→ WHAT THE TASK REQUIRES
Reproduce each line of the entries that carries "payloads".

→ EXTRACTED INFORMATION
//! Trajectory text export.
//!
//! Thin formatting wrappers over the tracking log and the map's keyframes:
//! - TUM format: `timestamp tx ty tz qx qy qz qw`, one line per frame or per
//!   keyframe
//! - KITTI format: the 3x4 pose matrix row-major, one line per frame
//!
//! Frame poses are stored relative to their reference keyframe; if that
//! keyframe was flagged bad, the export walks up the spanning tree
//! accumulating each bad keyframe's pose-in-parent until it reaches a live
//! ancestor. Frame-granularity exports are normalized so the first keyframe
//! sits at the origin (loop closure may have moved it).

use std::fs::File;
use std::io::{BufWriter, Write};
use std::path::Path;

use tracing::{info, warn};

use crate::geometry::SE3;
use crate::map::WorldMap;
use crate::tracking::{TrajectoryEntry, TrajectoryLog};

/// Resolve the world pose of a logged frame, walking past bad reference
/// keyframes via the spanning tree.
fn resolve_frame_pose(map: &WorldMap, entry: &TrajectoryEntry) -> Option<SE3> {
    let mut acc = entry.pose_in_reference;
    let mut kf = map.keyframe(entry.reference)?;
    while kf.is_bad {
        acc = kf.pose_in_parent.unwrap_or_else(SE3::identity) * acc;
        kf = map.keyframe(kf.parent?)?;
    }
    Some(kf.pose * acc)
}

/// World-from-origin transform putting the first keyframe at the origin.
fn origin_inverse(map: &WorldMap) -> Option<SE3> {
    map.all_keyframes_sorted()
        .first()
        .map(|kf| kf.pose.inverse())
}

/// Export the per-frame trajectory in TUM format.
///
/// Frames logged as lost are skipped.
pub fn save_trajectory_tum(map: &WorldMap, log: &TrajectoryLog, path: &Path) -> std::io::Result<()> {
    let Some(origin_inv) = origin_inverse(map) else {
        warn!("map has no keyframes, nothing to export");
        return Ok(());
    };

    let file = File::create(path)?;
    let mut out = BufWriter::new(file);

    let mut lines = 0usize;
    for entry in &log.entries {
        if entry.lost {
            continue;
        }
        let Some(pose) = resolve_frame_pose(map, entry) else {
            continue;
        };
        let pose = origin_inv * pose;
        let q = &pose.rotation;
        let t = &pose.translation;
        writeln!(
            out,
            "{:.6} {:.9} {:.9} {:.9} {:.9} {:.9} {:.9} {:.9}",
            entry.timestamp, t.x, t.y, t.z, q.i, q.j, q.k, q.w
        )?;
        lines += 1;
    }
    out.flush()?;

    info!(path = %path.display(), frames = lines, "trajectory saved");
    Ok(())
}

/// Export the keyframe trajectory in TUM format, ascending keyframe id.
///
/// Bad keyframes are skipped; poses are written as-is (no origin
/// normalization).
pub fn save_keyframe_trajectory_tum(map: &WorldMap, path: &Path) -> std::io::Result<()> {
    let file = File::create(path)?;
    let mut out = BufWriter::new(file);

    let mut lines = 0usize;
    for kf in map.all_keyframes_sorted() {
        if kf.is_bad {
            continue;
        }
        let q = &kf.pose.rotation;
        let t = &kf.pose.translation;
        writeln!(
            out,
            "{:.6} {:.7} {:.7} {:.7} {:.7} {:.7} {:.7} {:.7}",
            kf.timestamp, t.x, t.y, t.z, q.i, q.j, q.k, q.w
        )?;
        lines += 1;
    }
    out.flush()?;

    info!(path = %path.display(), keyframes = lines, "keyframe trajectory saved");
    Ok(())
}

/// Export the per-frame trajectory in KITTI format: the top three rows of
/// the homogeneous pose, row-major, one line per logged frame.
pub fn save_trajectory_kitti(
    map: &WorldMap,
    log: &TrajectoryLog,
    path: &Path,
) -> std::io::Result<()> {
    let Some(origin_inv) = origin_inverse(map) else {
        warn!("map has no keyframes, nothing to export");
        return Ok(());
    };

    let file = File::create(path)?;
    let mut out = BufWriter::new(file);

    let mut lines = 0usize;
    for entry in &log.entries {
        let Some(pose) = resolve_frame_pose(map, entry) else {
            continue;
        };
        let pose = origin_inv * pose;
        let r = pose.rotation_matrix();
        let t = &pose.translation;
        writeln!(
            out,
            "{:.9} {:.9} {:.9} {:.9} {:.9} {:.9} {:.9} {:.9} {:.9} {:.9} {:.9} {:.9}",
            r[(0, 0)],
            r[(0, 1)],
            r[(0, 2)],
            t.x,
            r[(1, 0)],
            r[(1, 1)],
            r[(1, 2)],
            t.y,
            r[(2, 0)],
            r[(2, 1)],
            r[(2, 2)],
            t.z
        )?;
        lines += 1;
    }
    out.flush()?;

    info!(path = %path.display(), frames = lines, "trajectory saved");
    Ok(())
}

==

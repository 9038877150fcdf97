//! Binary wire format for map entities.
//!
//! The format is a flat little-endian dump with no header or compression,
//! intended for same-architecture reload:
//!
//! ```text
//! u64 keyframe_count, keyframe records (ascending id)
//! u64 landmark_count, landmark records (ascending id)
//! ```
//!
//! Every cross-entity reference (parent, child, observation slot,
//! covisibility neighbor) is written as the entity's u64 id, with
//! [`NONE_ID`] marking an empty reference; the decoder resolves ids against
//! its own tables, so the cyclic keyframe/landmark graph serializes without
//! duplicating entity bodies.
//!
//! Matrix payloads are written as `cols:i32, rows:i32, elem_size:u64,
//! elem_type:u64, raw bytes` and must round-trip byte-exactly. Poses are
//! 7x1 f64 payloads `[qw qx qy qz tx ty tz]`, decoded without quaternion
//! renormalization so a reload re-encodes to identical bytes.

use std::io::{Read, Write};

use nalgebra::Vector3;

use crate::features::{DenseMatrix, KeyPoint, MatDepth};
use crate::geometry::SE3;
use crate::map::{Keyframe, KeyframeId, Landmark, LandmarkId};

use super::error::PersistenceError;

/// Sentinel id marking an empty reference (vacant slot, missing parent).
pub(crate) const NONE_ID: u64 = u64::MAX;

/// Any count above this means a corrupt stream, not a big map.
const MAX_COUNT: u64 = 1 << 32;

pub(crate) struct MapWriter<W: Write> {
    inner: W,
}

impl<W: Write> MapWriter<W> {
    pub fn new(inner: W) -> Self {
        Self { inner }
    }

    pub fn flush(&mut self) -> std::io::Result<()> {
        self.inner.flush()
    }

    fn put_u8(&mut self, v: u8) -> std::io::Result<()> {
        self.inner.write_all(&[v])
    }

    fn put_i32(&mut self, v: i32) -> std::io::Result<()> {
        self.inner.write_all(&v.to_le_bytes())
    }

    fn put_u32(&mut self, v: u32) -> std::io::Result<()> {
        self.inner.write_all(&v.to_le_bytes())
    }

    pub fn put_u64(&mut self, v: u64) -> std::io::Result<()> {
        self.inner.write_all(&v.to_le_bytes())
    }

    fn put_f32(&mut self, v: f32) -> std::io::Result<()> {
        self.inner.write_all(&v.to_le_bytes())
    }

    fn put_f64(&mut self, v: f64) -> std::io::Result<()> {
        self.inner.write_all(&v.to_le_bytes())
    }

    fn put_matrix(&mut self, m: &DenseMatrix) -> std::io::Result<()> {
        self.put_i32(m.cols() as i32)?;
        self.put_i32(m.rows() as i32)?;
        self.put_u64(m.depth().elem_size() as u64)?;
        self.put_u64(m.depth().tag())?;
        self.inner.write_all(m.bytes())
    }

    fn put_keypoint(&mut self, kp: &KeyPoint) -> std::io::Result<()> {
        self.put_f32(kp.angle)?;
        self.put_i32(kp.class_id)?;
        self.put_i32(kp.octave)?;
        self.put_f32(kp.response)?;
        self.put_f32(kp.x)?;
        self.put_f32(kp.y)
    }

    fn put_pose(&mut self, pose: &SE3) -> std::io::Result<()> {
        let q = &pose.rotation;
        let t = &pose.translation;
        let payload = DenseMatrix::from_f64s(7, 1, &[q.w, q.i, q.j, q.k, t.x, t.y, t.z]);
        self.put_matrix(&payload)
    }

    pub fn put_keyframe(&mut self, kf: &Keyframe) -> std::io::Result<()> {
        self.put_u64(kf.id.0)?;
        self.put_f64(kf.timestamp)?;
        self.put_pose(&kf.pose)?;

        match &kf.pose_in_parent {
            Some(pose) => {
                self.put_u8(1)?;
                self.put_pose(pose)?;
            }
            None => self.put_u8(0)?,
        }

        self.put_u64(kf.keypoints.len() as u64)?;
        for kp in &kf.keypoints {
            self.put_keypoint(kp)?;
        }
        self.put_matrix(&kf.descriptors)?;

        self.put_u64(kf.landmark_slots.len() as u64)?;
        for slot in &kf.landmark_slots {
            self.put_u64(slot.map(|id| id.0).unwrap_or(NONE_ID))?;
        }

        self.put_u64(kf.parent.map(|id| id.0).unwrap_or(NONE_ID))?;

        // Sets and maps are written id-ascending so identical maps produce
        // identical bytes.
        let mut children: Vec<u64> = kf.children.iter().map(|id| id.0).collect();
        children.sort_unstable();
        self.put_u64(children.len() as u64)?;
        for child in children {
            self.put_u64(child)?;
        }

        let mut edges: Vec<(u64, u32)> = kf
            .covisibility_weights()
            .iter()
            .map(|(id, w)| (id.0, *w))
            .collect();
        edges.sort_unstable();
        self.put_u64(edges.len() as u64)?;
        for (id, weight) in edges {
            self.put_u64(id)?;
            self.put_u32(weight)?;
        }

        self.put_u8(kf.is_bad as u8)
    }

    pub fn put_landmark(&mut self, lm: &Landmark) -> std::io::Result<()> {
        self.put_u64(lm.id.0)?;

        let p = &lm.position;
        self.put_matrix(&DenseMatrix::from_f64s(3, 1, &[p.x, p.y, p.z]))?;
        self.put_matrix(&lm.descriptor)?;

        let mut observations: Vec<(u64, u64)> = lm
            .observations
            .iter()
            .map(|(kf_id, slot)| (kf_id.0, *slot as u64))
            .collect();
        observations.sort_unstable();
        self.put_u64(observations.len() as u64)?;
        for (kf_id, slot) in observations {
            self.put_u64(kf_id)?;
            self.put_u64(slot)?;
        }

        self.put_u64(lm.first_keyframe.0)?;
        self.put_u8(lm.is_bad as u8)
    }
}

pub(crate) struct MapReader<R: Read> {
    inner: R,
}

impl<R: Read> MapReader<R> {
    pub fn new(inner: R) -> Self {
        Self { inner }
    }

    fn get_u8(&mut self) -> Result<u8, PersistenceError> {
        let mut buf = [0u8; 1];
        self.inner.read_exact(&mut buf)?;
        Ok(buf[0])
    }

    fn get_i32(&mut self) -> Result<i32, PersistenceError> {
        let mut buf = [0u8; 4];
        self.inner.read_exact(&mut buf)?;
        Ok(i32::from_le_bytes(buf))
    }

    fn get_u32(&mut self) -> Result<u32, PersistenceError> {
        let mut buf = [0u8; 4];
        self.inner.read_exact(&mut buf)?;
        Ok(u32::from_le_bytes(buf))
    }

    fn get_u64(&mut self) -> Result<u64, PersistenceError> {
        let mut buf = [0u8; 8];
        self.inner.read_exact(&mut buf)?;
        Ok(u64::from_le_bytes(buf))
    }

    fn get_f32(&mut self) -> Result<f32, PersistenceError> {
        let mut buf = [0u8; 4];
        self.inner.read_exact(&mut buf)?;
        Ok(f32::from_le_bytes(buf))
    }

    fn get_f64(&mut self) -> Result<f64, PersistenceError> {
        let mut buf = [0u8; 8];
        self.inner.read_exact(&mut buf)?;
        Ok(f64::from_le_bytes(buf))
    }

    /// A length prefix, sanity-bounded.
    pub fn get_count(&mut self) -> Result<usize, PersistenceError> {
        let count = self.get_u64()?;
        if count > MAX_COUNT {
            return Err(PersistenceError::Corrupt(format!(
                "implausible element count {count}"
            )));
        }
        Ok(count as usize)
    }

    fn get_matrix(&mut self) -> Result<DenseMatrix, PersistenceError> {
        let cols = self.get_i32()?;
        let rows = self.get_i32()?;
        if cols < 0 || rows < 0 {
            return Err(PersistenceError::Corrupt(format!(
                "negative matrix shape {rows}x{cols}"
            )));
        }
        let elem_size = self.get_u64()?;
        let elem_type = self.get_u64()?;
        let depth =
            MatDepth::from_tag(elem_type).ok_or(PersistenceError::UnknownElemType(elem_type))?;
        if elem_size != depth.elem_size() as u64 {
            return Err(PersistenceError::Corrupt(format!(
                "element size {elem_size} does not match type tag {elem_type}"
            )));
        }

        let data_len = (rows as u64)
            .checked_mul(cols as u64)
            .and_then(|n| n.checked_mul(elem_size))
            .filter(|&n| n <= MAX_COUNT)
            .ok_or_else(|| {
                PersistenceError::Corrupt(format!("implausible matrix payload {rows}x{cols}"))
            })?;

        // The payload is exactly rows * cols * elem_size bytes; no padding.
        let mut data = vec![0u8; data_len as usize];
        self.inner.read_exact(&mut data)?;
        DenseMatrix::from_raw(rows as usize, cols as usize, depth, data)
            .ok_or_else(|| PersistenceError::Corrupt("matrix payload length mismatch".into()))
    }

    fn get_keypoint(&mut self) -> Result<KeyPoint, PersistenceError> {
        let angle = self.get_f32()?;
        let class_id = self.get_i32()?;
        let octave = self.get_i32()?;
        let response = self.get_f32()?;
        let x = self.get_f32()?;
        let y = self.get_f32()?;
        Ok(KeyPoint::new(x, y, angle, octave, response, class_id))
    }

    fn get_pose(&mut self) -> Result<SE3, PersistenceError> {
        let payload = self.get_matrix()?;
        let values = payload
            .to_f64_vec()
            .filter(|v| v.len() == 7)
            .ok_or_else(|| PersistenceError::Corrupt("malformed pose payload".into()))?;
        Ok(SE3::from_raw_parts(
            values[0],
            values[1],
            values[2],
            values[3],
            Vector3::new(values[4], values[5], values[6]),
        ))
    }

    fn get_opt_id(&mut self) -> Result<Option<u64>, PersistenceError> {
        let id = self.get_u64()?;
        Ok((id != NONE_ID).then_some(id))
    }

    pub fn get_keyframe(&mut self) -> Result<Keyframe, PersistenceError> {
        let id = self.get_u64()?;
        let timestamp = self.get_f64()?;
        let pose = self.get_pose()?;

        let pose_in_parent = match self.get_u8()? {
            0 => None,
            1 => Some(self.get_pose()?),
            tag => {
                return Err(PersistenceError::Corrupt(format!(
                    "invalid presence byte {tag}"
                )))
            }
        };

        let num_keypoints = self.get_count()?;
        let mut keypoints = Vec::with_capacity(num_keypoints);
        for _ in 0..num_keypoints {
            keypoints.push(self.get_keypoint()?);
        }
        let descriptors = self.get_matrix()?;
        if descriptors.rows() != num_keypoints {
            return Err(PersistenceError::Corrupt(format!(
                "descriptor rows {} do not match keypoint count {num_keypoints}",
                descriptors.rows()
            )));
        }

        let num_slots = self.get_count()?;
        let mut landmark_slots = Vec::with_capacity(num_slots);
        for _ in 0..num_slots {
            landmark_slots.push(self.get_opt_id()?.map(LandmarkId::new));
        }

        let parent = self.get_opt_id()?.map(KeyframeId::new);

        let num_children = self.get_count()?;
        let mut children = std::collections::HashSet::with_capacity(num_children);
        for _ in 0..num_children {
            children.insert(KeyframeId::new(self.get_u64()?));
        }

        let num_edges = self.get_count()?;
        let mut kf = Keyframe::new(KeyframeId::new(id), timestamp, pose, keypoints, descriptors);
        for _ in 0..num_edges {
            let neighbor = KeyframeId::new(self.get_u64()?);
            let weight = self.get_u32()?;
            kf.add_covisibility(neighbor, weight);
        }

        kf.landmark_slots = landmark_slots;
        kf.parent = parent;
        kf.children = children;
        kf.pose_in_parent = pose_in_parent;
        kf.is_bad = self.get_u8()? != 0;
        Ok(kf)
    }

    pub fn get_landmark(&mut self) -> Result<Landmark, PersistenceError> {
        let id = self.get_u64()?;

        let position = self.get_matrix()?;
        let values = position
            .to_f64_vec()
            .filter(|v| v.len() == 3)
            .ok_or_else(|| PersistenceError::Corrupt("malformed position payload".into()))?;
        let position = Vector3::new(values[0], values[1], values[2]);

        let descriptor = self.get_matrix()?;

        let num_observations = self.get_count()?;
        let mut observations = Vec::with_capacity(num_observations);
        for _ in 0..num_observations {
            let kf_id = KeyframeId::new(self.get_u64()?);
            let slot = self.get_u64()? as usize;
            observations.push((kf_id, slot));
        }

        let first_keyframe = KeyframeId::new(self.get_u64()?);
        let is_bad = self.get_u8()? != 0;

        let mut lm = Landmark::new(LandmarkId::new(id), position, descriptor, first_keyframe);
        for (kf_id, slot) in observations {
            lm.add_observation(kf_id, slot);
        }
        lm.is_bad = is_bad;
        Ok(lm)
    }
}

→ EXERCISE ANSWER
//! Matrix payloads are written as `cols:i32, rows:i32, elem_size:u64,
//! 7x1 f64 payloads `[qw qx qy qz tx ty tz]`, decoded without quaternion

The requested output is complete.